** Work item **
All entries must be extracted exactly, with nothing added or dropped.

** Source material **
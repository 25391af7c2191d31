//! webarchive-extract: convert a .webarchive file into standard HTML

use std::path::PathBuf;
use std::process;

use clap::Parser;
use tracing::{info, Level};

use webarchive::core::default_output_path;
use webarchive::env::{generate_env_docs, EnvVar, LogLevel, NoColor};
use webarchive::extract::LocalLayout;
use webarchive::{ExtractOptions, WebArchive};

const ANSI_COLOR_RED: &str = "\x1b[31m";
const ANSI_COLOR_RESET: &str = "\x1b[0m";

#[derive(Parser)]
#[command(name = "webarchive-extract")]
#[command(about = "Convert Apple .webarchive files into standard HTML")]
#[command(version)]
#[command(after_help = generate_env_docs())]
struct Args {
    /// Path to the .webarchive file
    #[arg(value_name = "ARCHIVE")]
    archive: PathBuf,

    /// Output HTML file [default: ARCHIVE with an .html extension]
    #[arg(value_name = "OUTPUT")]
    output: Option<PathBuf>,

    /// Embed every resource as a data URL instead of writing a resource directory
    #[arg(short = 's', long = "single-file")]
    single_file: bool,

    /// Log progress to stderr
    #[arg(short = 'v', long = "verbose")]
    verbose: bool,
}

fn main() {
    let args = Args::parse();

    let level = if args.verbose {
        Level::DEBUG
    } else {
        LogLevel::get_or_default(Level::WARN)
    };
    tracing_subscriber::fmt()
        .with_max_level(level)
        .with_writer(std::io::stderr)
        .init();

    let output = args
        .output
        .clone()
        .unwrap_or_else(|| default_output_path(&args.archive));
    let options = if args.single_file {
        ExtractOptions::single_file()
    } else {
        ExtractOptions::local_paths()
    };

    let result = WebArchive::open(&args.archive).and_then(|archive| {
        if args.single_file {
            return archive.extract(&output, &options);
        }

        let mut layout = LocalLayout::new(&archive, &options);
        if args.verbose {
            layout = layout.on_file(|path| info!(path = %path.display(), "wrote file"));
        }
        layout.extract(&output)
    });

    match result {
        Ok(files) => {
            info!(files, output = %output.display(), "done");
        }
        Err(error) => {
            print_error_message(&format!("{}: {}", args.archive.display(), error));
            process::exit(1);
        }
    }
}

/// Prints an error message to stderr, in red when stderr is a terminal
fn print_error_message(msg: &str) {
    let use_color = atty::is(atty::Stream::Stderr) && !NoColor::get_or_default(false);
    if use_color {
        eprintln!("{ANSI_COLOR_RED}{msg}{ANSI_COLOR_RESET}");
    } else {
        eprintln!("{msg}");
    }
}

** Solution to this task **
repository 25391af7c2191d31
//! webarchive-extract: convert a .webarchive file into standard HTML

use std::path::PathBuf;
use std::process;

use clap::Parser;
use tracing::{info, Level};

use webarchive::core::default_output_path;
use webarchive::env::{generate_env_docs, EnvVar, LogLevel, NoColor};
use webarchive::extract::LocalLayout;
use webarchive::{ExtractOptions, WebArchive};

const ANSI_COLOR_RED: &str = "\x1b[31m";
const ANSI_COLOR_RESET: &str = "\x1b[0m";

#[derive(Parser)]
#[command(name = "webarchive-extract")]
#[command(about = "Convert Apple .webarchive files into standard HTML")]
#[command(version)]
#[command(after_help = generate_env_docs())]
struct Args {
    /// Path to the .webarchive file
    #[arg(value_name = "ARCHIVE")]
    archive: PathBuf,

    /// Output HTML file [default: ARCHIVE with an .html extension]
    #[arg(value_name = "OUTPUT")]
    output: Option<PathBuf>,

    /// Embed every resource as a data URL instead of writing a resource directory
    #[arg(short = 's', long = "single-file")]
    single_file: bool,

    /// Log progress to stderr
    #[arg(short = 'v', long = "verbose")]
    verbose: bool,
}

fn main() {
    let args = Args::parse();

    let level = if args.verbose {
        Level::DEBUG
    } else {
        LogLevel::get_or_default(Level::WARN)
    };
    tracing_subscriber::fmt()
        .with_max_level(level)
        .with_writer(std::io::stderr)
        .init();

    let output = args
        .output
        .clone()
        .unwrap_or_else(|| default_output_path(&args.archive));
    let options = if args.single_file {
        ExtractOptions::single_file()
    } else {
        ExtractOptions::local_paths()
    };

    let result = WebArchive::open(&args.archive).and_then(|archive| {
        if args.single_file {
            return archive.extract(&output, &options);
        }

        let mut layout = LocalLayout::new(&archive, &options);
        if args.verbose {
            layout = layout.on_file(|path| info!(path = %path.display(), "wrote file"));
        }
        layout.extract(&output)
    });

    match result {
        Ok(files) => {
            info!(files, output = %output.display(), "done");
        }
        Err(error) => {
            print_error_message(&format!("{}: {}", args.archive.display(), error));
            process::exit(1);
        }
    }
}

/// Prints an error message to stderr, in red when stderr is a terminal
fn print_error_message(msg: &str) {
    let use_color = atty::is(atty::Stream::Stderr) && !NoColor::get_or_default(false);
    if use_color {
        eprintln!("{ANSI_COLOR_RED}{msg}{ANSI_COLOR_RESET}");
    } else {
        eprintln!("{msg}");
    }
}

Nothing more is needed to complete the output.